La aldaba
Carlos Navarro Antolín
La lluvia en Sevilla merece la fundación de una academia seria
El domingo en que los niños, por fin y después de cuarenta días, pudieron salir una magra hora en compañía de uno solo de sus padres -¿por qué, señores del Gobierno, por qué no de los dos, más allá de hacernos sentir que vivimos de la limosna material y emocional que ustedes nos arrojan?-, él se levantó temprano. Hoy, también para él, que ya no estaba en edad de pasear niños, llegaba el momento tan esperado y, ciertamente, tan batallado. Desde el 15 de marzo eran seis los domingos sin poder pisar su casa, cuarenta y dos días de forzado ayuno entre los que se contaban los de mayor anhelo de todo el año. Tenía que remontarse muy atrás, a sus particulares años de plomo, cuando la oscuridad era grande a pesar de los logros de la edad plena, para que algo así se produjera, ni tan siquiera fuera imaginable. Había rezado insistentemente pidiendo este momento y allí estaba, ya casi ante él.
Se arregló lo mejor que pudo y se echó a las calles desiertas, como casi cualquier domingo a esa hora, evitando las habitualmente más concurridas, las probablemente más vigiladas. Le gustó deslizarse así por la ciudad dormida o paralizada, como también en tiempos, pero hoy no divagante, rechazando la expectativa de cualquier mirada que pudiera distraerle.
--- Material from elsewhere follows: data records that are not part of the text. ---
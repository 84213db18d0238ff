use prometheus::{Histogram, HistogramOpts, IntCounterVec, Opts, Registry};

use crate::models::OrderStatus;

// ============================================================================
// Metrics Module - Prometheus metrics for observability
// ============================================================================
//
// Provides metrics for:
// - Order submissions by terminal status
// - Catalog lookup outcomes (resolved vs empty after retries)
// - Catalog resolution latency (including retries and backoff)
//
// All metrics are registered with Prometheus and can be scraped via /metrics
// ============================================================================

/// Central metrics registry for the service
pub struct Metrics {
    registry: Registry,

    pub orders_submitted_total: IntCounterVec,
    pub catalog_lookup_outcomes_total: IntCounterVec,
    pub catalog_lookup_duration: Histogram,
}

impl Metrics {
    pub fn new() -> anyhow::Result<Self> {
        let registry = Registry::new();

        let orders_submitted_total = IntCounterVec::new(
            Opts::new("orders_submitted_total", "Orders persisted, by terminal status"),
            &["status"],
        )?;
        registry.register(Box::new(orders_submitted_total.clone()))?;

        let catalog_lookup_outcomes_total = IntCounterVec::new(
            Opts::new(
                "catalog_lookup_outcomes_total",
                "Terminal catalog lookup outcomes after retries",
            ),
            &["outcome"],
        )?;
        registry.register(Box::new(catalog_lookup_outcomes_total.clone()))?;

        let catalog_lookup_duration = Histogram::with_opts(
            HistogramOpts::new(
                "catalog_lookup_duration_seconds",
                "Catalog resolution duration including retries and backoff",
            )
            .buckets(vec![0.01, 0.05, 0.1, 0.5, 1.0, 2.0, 5.0, 10.0]),
        )?;
        registry.register(Box::new(catalog_lookup_duration.clone()))?;

        Ok(Self {
            registry,
            orders_submitted_total,
            catalog_lookup_outcomes_total,
            catalog_lookup_duration,
        })
    }

    /// Get the Prometheus registry for exposing metrics via HTTP
    pub fn registry(&self) -> &Registry {
        &self.registry
    }

    /// Record a persisted order
    pub fn record_submission(&self, status: OrderStatus) {
        self.orders_submitted_total
            .with_label_values(&[status.as_str()])
            .inc();
    }

    /// Record a terminal catalog lookup outcome and its duration
    pub fn record_lookup(&self, resolved: bool, duration_secs: f64) {
        let outcome = if resolved { "resolved" } else { "empty" };
        self.catalog_lookup_outcomes_total
            .with_label_values(&[outcome])
            .inc();
        self.catalog_lookup_duration.observe(duration_secs);
    }
}

impl Default for Metrics {
    fn default() -> Self {
        Self::new().expect("Failed to create metrics")
    }
}

#[cfg(test)]
mod tests {
    use super::*;

    #[test]
    fn test_metrics_creation() {
        let metrics = Metrics::new().unwrap();
        assert!(metrics.registry.gather().len() > 0);
    }

    #[test]
    fn test_record_submission() {
        let metrics = Metrics::new().unwrap();
        metrics.record_submission(OrderStatus::Accepted);
        metrics.record_submission(OrderStatus::Rejected);
        metrics.record_submission(OrderStatus::Rejected);

        let gathered = metrics.registry.gather();
        let submitted = gathered
            .iter()
            .find(|m| m.name() == "orders_submitted_total")
            .unwrap();
        assert_eq!(submitted.metric.len(), 2); // Two status labels
    }

    #[test]
    fn test_record_lookup_outcomes() {
        let metrics = Metrics::new().unwrap();
        metrics.record_lookup(true, 0.05);
        metrics.record_lookup(false, 1.2);
        metrics.record_lookup(false, 0.9);

        let gathered = metrics.registry.gather();
        let outcomes = gathered
            .iter()
            .find(|m| m.name() == "catalog_lookup_outcomes_total")
            .unwrap();
        assert_eq!(outcomes.metric.len(), 2); // resolved + empty
    }
}
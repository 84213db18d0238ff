use std::sync::Arc;
use std::time::Duration;
use tokio::time::{sleep, timeout};

use crate::catalog::CatalogClient;
use crate::models::Book;

// ============================================================================
// Retry/Timeout Policy for Catalog Resolution
// ============================================================================
//
// Wraps a single catalog lookup in a per-attempt timeout and a bounded
// exponential-backoff retry schedule. Every failure mode of an attempt
// (timeout, transport error, explicit not-found) counts as a failed attempt;
// exhausting the schedule collapses into the same absent signal, so callers
// cannot distinguish "not found" from "unreachable". That collapse is the
// contract, inherited from the upstream service this replaces.
//
// ============================================================================

#[derive(Clone, Debug)]
pub struct LookupRetryConfig {
    /// Total attempts, including the initial one.
    pub max_attempts: u32,
    /// Upper bound on a single attempt.
    pub attempt_timeout: Duration,
    /// Delay before the first retry.
    pub initial_delay: Duration,
    /// Cap on the backoff delay.
    pub max_delay: Duration,
    /// Multiplier for exponential backoff.
    pub multiplier: f64,
}

impl Default for LookupRetryConfig {
    fn default() -> Self {
        Self {
            max_attempts: 4,
            attempt_timeout: Duration::from_secs(2),
            initial_delay: Duration::from_millis(100),
            max_delay: Duration::from_secs(10),
            multiplier: 2.0,
        }
    }
}

pub struct RetryTimeoutPolicy {
    catalog: Arc<dyn CatalogClient>,
    config: LookupRetryConfig,
}

impl RetryTimeoutPolicy {
    pub fn new(catalog: Arc<dyn CatalogClient>, config: LookupRetryConfig) -> Self {
        Self { catalog, config }
    }

    /// Resolve an isbn against the catalog.
    ///
    /// Never returns an error: all failure and timeout conditions collapse
    /// into `None`. Retries are sequential; a retry is only issued after the
    /// prior attempt has fully resolved or timed out.
    pub async fn resolve(&self, isbn: &str) -> Option<Book> {
        let mut delay = self.config.initial_delay;

        for attempt in 1..=self.config.max_attempts {
            tracing::debug!(
                isbn = %isbn,
                attempt = attempt,
                max_attempts = self.config.max_attempts,
                "Attempting catalog lookup"
            );

            match timeout(self.config.attempt_timeout, self.catalog.fetch_book(isbn)).await {
                Ok(Ok(Some(book))) => {
                    if attempt > 1 {
                        tracing::info!(
                            isbn = %isbn,
                            attempt = attempt,
                            "Catalog lookup succeeded after retry"
                        );
                    }
                    return Some(book);
                }
                Ok(Ok(None)) => {
                    tracing::debug!(
                        isbn = %isbn,
                        attempt = attempt,
                        "Catalog reported no such entry"
                    );
                }
                Ok(Err(error)) => {
                    tracing::warn!(
                        isbn = %isbn,
                        attempt = attempt,
                        error = %error,
                        "Catalog lookup failed"
                    );
                }
                Err(_) => {
                    tracing::warn!(
                        isbn = %isbn,
                        attempt = attempt,
                        timeout_ms = self.config.attempt_timeout.as_millis() as u64,
                        "Catalog lookup timed out"
                    );
                }
            }

            if attempt < self.config.max_attempts {
                sleep(delay).await;
                delay = self.next_delay(delay);
            }
        }

        tracing::warn!(
            isbn = %isbn,
            attempts = self.config.max_attempts,
            "Catalog lookup exhausted all attempts"
        );
        None
    }

    /// Next backoff delay: multiplied, capped at max_delay. Monotone
    /// non-decreasing for multiplier >= 1.
    fn next_delay(&self, delay: Duration) -> Duration {
        let next = Duration::from_millis(((delay.as_millis() as f64) * self.config.multiplier) as u64);
        next.min(self.config.max_delay)
    }
}

// ============================================================================
// Unit Tests
// ============================================================================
Todas las citas importantes exigen, cuando menos, discreción, y ese convencimiento le llevaba a amortiguar cada pisada. Se le vino a la cabeza el paso ligero del Martes Santo, camino de la capilla universitaria, pero hoy, apenas encubierto por la mascarilla y los guantes de látex, el palpitar que sentía en el pecho no era penitente, sino de gozo largamente reprimido.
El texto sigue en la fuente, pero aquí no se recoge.